For context, I am using a repo to manage my dotfiles and want to move OS-specific configuration from main
to a new branch so that main
is more portable. I will then periodically rebase the new, OS-specific branch on main
.
I think I want the history to look something like this
main: old commit - old commit - remove some files
\
new branch: add those same files
I don't care about the history all that much, I realise the blames will probably be destroyed by this.

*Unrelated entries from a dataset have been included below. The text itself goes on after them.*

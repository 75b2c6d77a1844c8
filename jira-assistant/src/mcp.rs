//! Model Context Protocol (MCP) server support
//!
//! Exposes the ticket operations as MCP tools and the description templates
//! as `prompt://` resources. Tool calls never fail at the protocol level:
//! unknown tools, invalid arguments and failed scripts all come back as a
//! JSON `{"success": false, "error": ...}` result with `is_error` set.

use crate::config::Config;
use crate::dispatcher::Dispatcher;
use crate::error::{JiraAssistantError, Result};
use crate::prompts::{PromptTemplates, TEMPLATE_MIME_TYPE};
use rmcp::model::*;
use rmcp::service::RequestContext;
use rmcp::{Error as McpError, RoleServer, ServerHandler};
use std::sync::Arc;

pub mod responses;
pub mod tool_registry;
pub mod tools;
pub mod types;
pub mod utils;

use responses::create_error_response;
use tool_registry::{register_confluence_tools, register_ticket_tools, ToolContext, ToolRegistry};

const SERVER_NAME: &str = "jira-assistant";

const INSTRUCTIONS: &str = "Jira ticket automation. Use groom_ticket to enrich a ticket with AI \
content and estimates, create_ticket, close_ticket and find_related_tickets to manage tickets, \
fetch_confluence_page and sync_to_confluence to work with Confluence, and suggest_template to pick \
a description template. Description templates are available as prompt:// resources. Every tool \
returns a JSON object with a success flag.";

/// MCP server for the ticket tools and template resources
#[derive(Clone)]
pub struct McpServer {
    tool_registry: Arc<ToolRegistry>,
    tool_context: Arc<ToolContext>,
}

impl McpServer {
    /// Create a server that runs the scripts named in `config`.
    ///
    /// # Errors
    ///
    /// Returns an error if the configuration is invalid, most commonly
    /// because the scripts directory does not exist.
    pub fn new(config: Config) -> Result<Self> {
        config.validate()?;
        tracing::info!(
            "Serving scripts from {} (timeout {}s)",
            config.scripts_dir.display(),
            config.script_timeout.as_secs()
        );
        Ok(Self::with_dispatcher(Dispatcher::new(config)))
    }

    /// Create a server around an existing dispatcher
    pub fn with_dispatcher(dispatcher: Dispatcher) -> Self {
        let mut tool_registry = ToolRegistry::new();
        register_ticket_tools(&mut tool_registry);
        register_confluence_tools(&mut tool_registry);

        Self {
            tool_registry: Arc::new(tool_registry),
            tool_context: Arc::new(ToolContext::new(Arc::new(dispatcher))),
        }
    }

    fn templates(&self) -> &PromptTemplates {
        self.tool_context.dispatcher.templates()
    }

    /// Names of the registered tools, sorted
    pub fn tool_names(&self) -> Vec<String> {
        self.tool_registry.list_tool_names()
    }

    /// Run a tool by name.
    ///
    /// Every failure is folded into the returned result.
    pub async fn call(
        &self,
        name: &str,
        arguments: serde_json::Map<String, serde_json::Value>,
    ) -> CallToolResult {
        let Some(tool) = self.tool_registry.get_tool(name) else {
            tracing::warn!("Unknown tool requested: {}", name);
            return create_error_response(format!("Unknown tool: {name}"));
        };

        match tool.execute(arguments, &self.tool_context).await {
            Ok(result) => result,
            Err(e) => {
                tracing::warn!("Tool {} rejected the call: {}", name, e.message);
                create_error_response(e.message.to_string())
            }
        }
    }

    /// Templates as MCP resources
    pub fn resources(&self) -> Vec<Resource> {
        self.templates()
            .list()
            .into_iter()
            .map(|template| {
                let mut raw = RawResource::new(template.uri, template.name);
                raw.description = Some(template.description);
                raw.mime_type = Some(TEMPLATE_MIME_TYPE.to_string());
                Annotated::new(raw, None)
            })
            .collect()
    }

    /// Contents of a template resource
    pub fn read_template(&self, uri: &str) -> std::result::Result<ReadResourceResult, McpError> {
        match self.templates().read(uri) {
            Ok(text) => Ok(ReadResourceResult {
                contents: vec![ResourceContents::text(text, uri)],
            }),
            Err(JiraAssistantError::Template(message)) => {
                tracing::warn!("{}", message);
                Err(McpError::invalid_params(message, None))
            }
            Err(e) => Err(McpError::internal_error(
                format!("Failed to read {uri}: {e}"),
                None,
            )),
        }
    }
}

impl ServerHandler for McpServer {
    async fn initialize(
        &self,
        request: InitializeRequestParam,
        _context: RequestContext<RoleServer>,
    ) -> std::result::Result<InitializeResult, McpError> {
        tracing::info!(
            "MCP client connecting: {} v{}",
            request.client_info.name,
            request.client_info.version
        );
        Ok(self.get_info())
    }

    async fn list_tools(
        &self,
        _request: Option<PaginatedRequestParam>,
        _context: RequestContext<RoleServer>,
    ) -> std::result::Result<ListToolsResult, McpError> {
        Ok(ListToolsResult {
            tools: self.tool_registry.list_tools(),
            next_cursor: None,
        })
    }

    async fn call_tool(
        &self,
        request: CallToolRequestParam,
        _context: RequestContext<RoleServer>,
    ) -> std::result::Result<CallToolResult, McpError> {
        Ok(self
            .call(&request.name, request.arguments.unwrap_or_default())
            .await)
    }

    async fn list_resources(
        &self,
        _request: Option<PaginatedRequestParam>,
        _context: RequestContext<RoleServer>,
    ) -> std::result::Result<ListResourcesResult, McpError> {
        Ok(ListResourcesResult {
            resources: self.resources(),
            next_cursor: None,
        })
    }

    async fn read_resource(
        &self,
        request: ReadResourceRequestParam,
        _context: RequestContext<RoleServer>,
    ) -> std::result::Result<ReadResourceResult, McpError> {
        self.read_template(&request.uri)
    }

    fn get_info(&self) -> ServerInfo {
        ServerInfo {
            protocol_version: ProtocolVersion::default(),
            capabilities: ServerCapabilities {
                prompts: None,
                tools: Some(ToolsCapability {
                    list_changed: Some(false),
                }),
                resources: Some(ResourcesCapability {
                    subscribe: Some(false),
                    list_changed: Some(false),
                }),
                logging: None,
                completions: None,
                experimental: None,
            },
            server_info: Implementation {
                name: SERVER_NAME.into(),
                version: crate::VERSION.into(),
            },
            instructions: Some(INSTRUCTIONS.into()),
        }
    }
}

CodePudding user response:
I would do it like this:
git checkout main
git rm the-file
git commit -m "Removing some file"
git checkout the-other-branch
git rebase main
git checkout main~ -- the-file # get the file back from a revision where it existed
# no metadata is brought for that file
git commit -m "Getting back the-file"
Keeping history is trickier:
git checkout main
git rm the-file
git commit -m "Removing the file"
git checkout main~
git merge --no-ff -m "merging removal, but keeping the file" main
# here is where we _really_ get the file back:
git checkout main~ -- the-file
git commit --amend --no-edit
# this merge revision keeps the file _and_ it is already a child of main _without_ the file
# this revision is where the feature branch should be now
git branch temp
git checkout the-feature
git rebase temp
# now..... you have the-feture, which is a descendant of main and _has_ the file.... and history of the file is kept
And best of all? You can merge stuff from master and the file won't be deleted.
CodePudding user response:
You can push these commit files to a new repository in GitHub and remove the files/commits you don't need and just download it.